• Goal of the exercise: Which lines in the records below contain the word "violated"? Copy each one.

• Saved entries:

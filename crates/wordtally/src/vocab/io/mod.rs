//! # Vocabulary IO
//!
//! Vocabulary files are line-oriented text:
//!
//! ```text
//! id_to_token:
//! 0 :
//!    "cat" : 2
//! 1 :
//!    "dog" : 1
//! ```
//!
//! One two-line block per token, in id order.
//!
//! ## Loading A Vocab
//!
//! ```rust,no_run
//! use wordtally::{
//!     TokenRegistry,
//!     vocab::io::{LoadOptions, MalformedLinePolicy, load_registry_path},
//! };
//!
//! fn example() -> wordtally::WTResult<TokenRegistry<u32>> {
//!     let mut registry = TokenRegistry::new();
//!     load_registry_path(
//!         &mut registry,
//!         "data/vocabulary.yaml",
//!         LoadOptions::default().with_malformed_lines(MalformedLinePolicy::Skip),
//!     )?;
//!     Ok(registry)
//! }
//! ```

mod id_token_vocab;

#[doc(inline)]
pub use id_token_vocab::*;
//! # Error Types

use std::io;

/// Errors raised by [`crate::vocab::TokenRegistry`] and vocab io.
#[derive(thiserror::Error, Debug)]
pub enum WTError {
    /// The caller supplied an unusable argument; such as an empty token.
    #[error("invalid input: {0}")]
    InvalidInput(String),

    /// The token id space is exhausted.
    #[error("vocabulary size limit reached: no ids remain below {limit}")]
    CapacityExceeded {
        /// The first id which cannot be assigned; see [`crate::types::TokenType::id_limit`].
        limit: u64,
    },

    /// A token's frequency cannot be incremented without overflowing.
    #[error("frequency of {token:?} is at its maximum")]
    FrequencyOverflow {
        /// The token whose count is saturated.
        token: String,
    },

    /// An internal consistency check failed.
    ///
    /// This signals a logic defect rather than bad input;
    /// the registry which raised it should not be used further.
    #[error("registry invariant violated: {0}")]
    Invariant(String),

    /// A vocabulary file could not be opened, read, or written.
    #[error("{context}: {source}")]
    Io {
        /// What was being attempted.
        context: String,

        /// The underlying error.
        #[source]
        source: io::Error,
    },

    /// `load` was called on a non-empty registry.
    #[error("precondition violated: {0}")]
    PreconditionViolation(String),

    /// A vocabulary source parsed to zero entries.
    #[error("empty vocabulary: {0}")]
    EmptyVocabulary(String),

    /// A line of a vocabulary file could not be parsed.
    #[error("parse error at line {line}: {message}")]
    Parse {
        /// The 1-based line number.
        line: usize,

        /// What was wrong with the line.
        message: String,
    },
}

impl WTError {
    /// Build a [`WTError::Io`] with context.
    pub fn io<S: Into<String>>(
        context: S,
        source: io::Error,
    ) -> Self {
        Self::Io {
            context: context.into(),
            source,
        }
    }

    /// Build a [`WTError::Parse`].
    pub fn parse<S: Into<String>>(
        line: usize,
        message: S,
    ) -> Self {
        Self::Parse {
            line,
            message: message.into(),
        }
    }

    /// Is this error unrecoverable?
    ///
    /// Only [`WTError::Invariant`] is fatal.
    pub fn is_fatal(&self) -> bool {
        matches!(self, Self::Invariant(_))
    }
}

/// Result alias for [`WTError`].
pub type WTResult<T> = Result<T, WTError>;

• Response area:
    #[error("registry invariant violated: {0}")]
    #[error("precondition violated: {0}")]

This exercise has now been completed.